A Brest, chaque lundi, les aidants familiaux se retrouvent autour d'un café-mémoire initié par France Alzheimer 29. C'est leur moment à eux, un instant de répit dans une vie centrée sur la maladie de leur conjoint. Ce mardi 6 octobre marque la journée nationale des aidants. Témoignage.
Un brouhaha de voix, des rires. Le café fume dans les tasses. Un accordéon et un piano jouent des vieilles chansons. Autour des tables, chacun est à la joie de se retrouver. Enfin. Ils ne se sont pas vus depuis des mois. Depuis que la Covid les a cloués chez eux. Seuls face à la maladie de leur conjoint. Ces hommes et ces femmes sont des aidants familiaux. Ce moment est le leur. Et ils ne l'auraient manqué pour rien au monde.
"La maladie, elle m'isole, moi aussi"
Dans ce restaurant brestois, fermé au public le lundi mais ouvert au café-mémoire de France Alzheimer 29, ils n'ont qu'une chose à faire : s'asseoir, se laisser servir.
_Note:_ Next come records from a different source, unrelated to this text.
// ==============================
// tests/user_admin.rs
// ==============================
//! Account management routes and the start-up bootstrap user
mod test_utils;

use std::sync::Arc;

use axum::http::{Method, StatusCode};
use serde_json::json;
use test_utils::{json_body, send, setup_test_env, test_settings, TestEnv};
use usermgmt_backend_lib::{
    config::BootstrapUser, router::create_router, storage::CredentialStore, AppState,
};

fn bearer(env: &TestEnv) -> String {
    let token = env.state.tokens.issue(&env.alice.id, "alice").unwrap();
    format!("Bearer {token}")
}

async fn create_bob(env: &TestEnv) -> String {
    let response = send(
        &env.app,
        Method::POST,
        "/user",
        Some(&bearer(env)),
        Some(json!({
            "login": "bob",
            "password": "bobSecret",
            "email": "bob@example.com",
            "role": "role-user",
            "firstname": "Bob"
        })),
    )
    .await;
    assert_eq!(response.status(), StatusCode::OK);
    let body = json_body(response).await;
    assert_eq!(body["message"], "User created");
    body["data"]["userId"].as_str().unwrap().to_string()
}

#[tokio::test]
async fn test_created_user_can_sign_in() {
    let env = setup_test_env().await;
    let bob_id = create_bob(&env).await;

    let response = send(
        &env.app,
        Method::POST,
        "/login",
        None,
        Some(json!({ "login": "bob", "password": "bobSecret" })),
    )
    .await;
    assert_eq!(response.status(), StatusCode::OK);
    assert_eq!(json_body(response).await["data"]["userId"], bob_id.as_str());
}

#[tokio::test]
async fn test_create_user_validation_and_uniqueness() {
    let env = setup_test_env().await;
    let auth = bearer(&env);

    let response = send(
        &env.app,
        Method::POST,
        "/user",
        Some(&auth),
        Some(json!({ "login": "bob", "password": "x", "email": "bob@example.com" })),
    )
    .await;
    assert_eq!(response.status(), StatusCode::BAD_REQUEST);
    assert_eq!(json_body(response).await["message"], "Bad arguments.");

    let response = send(
        &env.app,
        Method::POST,
        "/user",
        Some(&auth),
        Some(json!({
            "login": "alice",
            "password": "x",
            "email": "other@example.com",
            "role": "role-user"
        })),
    )
    .await;
    assert_eq!(response.status(), StatusCode::BAD_REQUEST);
    assert_eq!(json_body(response).await["message"], "Login already exists.");

    let response = send(
        &env.app,
        Method::POST,
        "/user",
        None,
        Some(json!({
            "login": "carol",
            "password": "x",
            "email": "carol@example.com",
            "role": "role-user"
        })),
    )
    .await;
    assert_eq!(response.status(), StatusCode::UNAUTHORIZED);
    assert_eq!(env.store.count().await.unwrap(), 1);
}

#[tokio::test]
async fn test_find_user_by_login_and_email() {
    let env = setup_test_env().await;
    let bob_id = create_bob(&env).await;
    let auth = bearer(&env);

    for uri in ["/user/login/bob", "/user/email/bob@example.com"] {
        let response = send(&env.app, Method::GET, uri, Some(&auth), None).await;
        assert_eq!(response.status(), StatusCode::OK, "{uri}");
        let body = json_body(response).await;
        assert_eq!(body["data"]["userId"], bob_id.as_str());
        assert_eq!(body["data"]["firstname"], "Bob");
        assert!(body["data"].get("passwordHash").is_none());
    }

    for uri in ["/user/login/nobody", "/user/email/nobody@example.com"] {
        let response = send(&env.app, Method::GET, uri, Some(&auth), None).await;
        assert_eq!(response.status(), StatusCode::NOT_FOUND, "{uri}");
    }
}

#[tokio::test]
async fn test_update_user_profile() {
    let env = setup_test_env().await;
    let bob_id = create_bob(&env).await;

    let response = send(
        &env.app,
        Method::PUT,
        &format!("/user/{bob_id}"),
        Some(&bearer(&env)),
        Some(json!({ "lastname": "Builder", "avatar": "bob.png" })),
    )
    .await;
    assert_eq!(response.status(), StatusCode::OK);
    let body = json_body(response).await;
    assert_eq!(body["message"], "User updated");
    assert_eq!(body["data"]["firstname"], "Bob");
    assert_eq!(body["data"]["lastname"], "Builder");
    assert_eq!(body["data"]["avatar"], "bob.png");

    let response = send(
        &env.app,
        Method::PUT,
        "/user/missing",
        Some(&bearer(&env)),
        Some(json!({ "lastname": "Nobody" })),
    )
    .await;
    assert_eq!(response.status(), StatusCode::NOT_FOUND);
}

#[tokio::test]
async fn test_delete_user() {
    let env = setup_test_env().await;
    let bob_id = create_bob(&env).await;
    let uri = format!("/user/{bob_id}");
    let auth = bearer(&env);

    let response = send(&env.app, Method::DELETE, &uri, Some(&auth), None).await;
    assert_eq!(response.status(), StatusCode::OK);
    let body = json_body(response).await;
    assert_eq!(body["message"], "User deleted");
    assert_eq!(body["data"]["userId"], bob_id.as_str());

    let response = send(&env.app, Method::GET, &uri, Some(&auth), None).await;
    assert_eq!(response.status(), StatusCode::NOT_FOUND);
    let response = send(&env.app, Method::DELETE, &uri, Some(&auth), None).await;
    assert_eq!(response.status(), StatusCode::NOT_FOUND);
}

#[tokio::test]
async fn test_bootstrap_user_signs_in_on_memory_store() {
    let mut settings = test_settings();
    settings.bootstrap = Some(BootstrapUser {
        login: "admin".to_string(),
        email: "admin@example.com".to_string(),
        password: "changeme".to_string(),
        role: "admin".to_string(),
    });

    let state = Arc::new(AppState::from_settings(&settings).await.unwrap());
    let app = create_router(state);

    let response = send(
        &app,
        Method::POST,
        "/login",
        None,
        Some(json!({ "login": "admin", "password": "changeme" })),
    )
    .await;
    assert_eq!(response.status(), StatusCode::OK);
    assert_eq!(json_body(response).await["message"], "Access granted");
}
//! Postal addresses with jurisdiction-dependent validation.

use serde::{Deserialize, Serialize};

use crate::country;
use crate::error::{Error, Result};

/// Maximum length of the name, company, and address line fields.
const MAX_LINE_LEN: usize = 47;

/// Maximum length of the city field.
const MAX_CITY_LEN: usize = 50;

/// Maximum length of an international postal code.
const MAX_INTL_POSTAL_CODE_LEN: usize = 10;

/// Maximum digits in an international phone number.
const MAX_INTL_PHONE_LEN: usize = 30;

/// Maximum length of the email field.
const MAX_EMAIL_LEN: usize = 64;

/// A validation rule for the state field, selected by country code.
type StateRule = fn(&str) -> Result<()>;

/// Countries whose state field is checked against a fixed code list.
/// Everything else accepts any non-empty value.
const STATE_RULES: &[(&str, StateRule)] = &[
    ("US", validate_us_state),
    ("CA", validate_canada_province),
    ("AU", validate_australia_territory),
];

fn validate_us_state(state: &str) -> Result<()> {
    if country::US_STATE_CODES.contains(&state) {
        Ok(())
    } else {
        Err(Error::invalid(
            "Please provide the state as the accepted two letter code for US addresses.",
        ))
    }
}

fn validate_canada_province(state: &str) -> Result<()> {
    if country::CANADA_PROVINCE_CODES.contains(&state) {
        Ok(())
    } else {
        Err(Error::invalid(
            "Please provide the province as the accepted two letter code for Canadian addresses.",
        ))
    }
}

fn validate_australia_territory(state: &str) -> Result<()> {
    if country::AUSTRALIA_TERRITORY_CODES.contains(&state) {
        Ok(())
    } else {
        Err(Error::invalid(
            "Please provide the territory as the accepted two/three letter code for Australian addresses.",
        ))
    }
}
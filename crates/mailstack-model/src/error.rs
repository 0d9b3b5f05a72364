//! Error types for the MailStack domain model.

/// Error raised when a domain invariant is violated.
///
/// The carrier API surface has a single failure mode at this layer: a value
/// that does not satisfy its documented bounds (empty required field,
/// out-of-range amount, unrecognized enumeration value). The message is the
/// human-readable description of the violated rule.
#[derive(Debug, thiserror::Error)]
pub enum Error {
    /// A field value violated its validation rule.
    #[error("{0}")]
    InvalidArgument(String),
}

impl Error {
    /// Build an [`Error::InvalidArgument`] from any message.
    pub fn invalid(message: impl Into<String>) -> Self {
        Self::InvalidArgument(message.into())
    }
}

/// Convenience result type for model operations.
pub type Result<T> = std::result::Result<T, Error>;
Et souffler.
Madeleine, 74 ans, a la bougeotte. Difficile de se mettre les pieds sous la table quand, tous les jours, du matin au soir, elle est debout et prend soin de Jean (les prénoms ont été modifiés). Il y a cinq ans, son mari a sombré dans une maladie neurodégénérative. "Il ne bougeait plus, dit-elle. Il ne parlait plus. Ca m'est tombé dessus, comme ça".
Cette femme, toute menue, "pleine d'énergie au début", "épuisée aujourd'hui", trouve dans ce café-mémoire un peu de répit. "J'avais hâte de les voir tous, sourit-elle. La maladie, elle m'isole, moi aussi. Elle éloigne. Si on ne la vit pas, on ne peut pas la comprendre". Dans sa vie d'avant, elle allait au cinéma ou marcher avec ses copines qu'elle ne voit plus. Elle avait le temps de lire. De voyager un peu."Tout ce que je partageais avec lui, cela n'existe plus. Je ne veux même plus m'en souvenir, c'est trop difficile, c'est du chagrin" confie-t-elle.
C'est une maladie atroce. C'est un cancer de l'âme, un cancer de tout qui bouscule toute votre vie
Madeleine ne se définit pas comme une aidante familiale. "Ce que je fais là, c'est par amour pour mon mari". Sa vie sociale ne tourne plus qu'autour de la maladie de Jean. Le café-mémoire, elle y vient aussi avec lui. Elle y croise d'autres femmes avec lesquelles parler soulage. "Ce rendez-vous hebdomadaire est important pour les aidants, constate Nathalie Fournier, psychologue à France Alzheimer 29. Ils peuvent 'vider leur sac', oser dire 'je n'en peux plus' sans se sentir jugés puisque chacun ici traverse les mêmes émotions. Ils s'aident beaucoup entre eux".
Franchir l'étape d'un accueil de jour pour s'accorder du temps à soi s'avère compliqué. D'un côté, la culpabilité. De l'autre, la crainte de déléguer à une tierce personne. "Nous leur expliquons que cette maladie, c'est une course de fond, souligne la psychologue.
Le seul moyen d'accompagner sans qu'ils y laissent des plumes, c'est de prendre soin d'eux. Au bout d'un long travail, ils finissent par lâcher, par accepter qu'ils ont le droit d'être heureux et de faire des choses pour eux
Madeleine reconnaît que l'accueil de jour est bénéfique non seulement pour Jean mais aussi pour elle. "Il y va trois fois par semaine. Ces jours-là, j'en profite pour faire des courses, aller à mes rendez-vous médicaux. Je ne fais rien d'extraordinaire. Je souffle un peu".
Une vie de couple réduite à peau de chagrin. "Avec un déplacement des rôles considérable, ajoute Nathalie Fournier. Vous devenez la mère ou le père d'un enfant qui n'est autre que votre conjoint. Vous devez faire le deuil d'une relation alors que la personne est toujours là, vivante. Ils sont épuisés physiquement et psychologiquement. Demander de l'aide, c'est complexe pour eux car cela veut aussi dire admettre la maladie. Et ça, c'est un long chemin".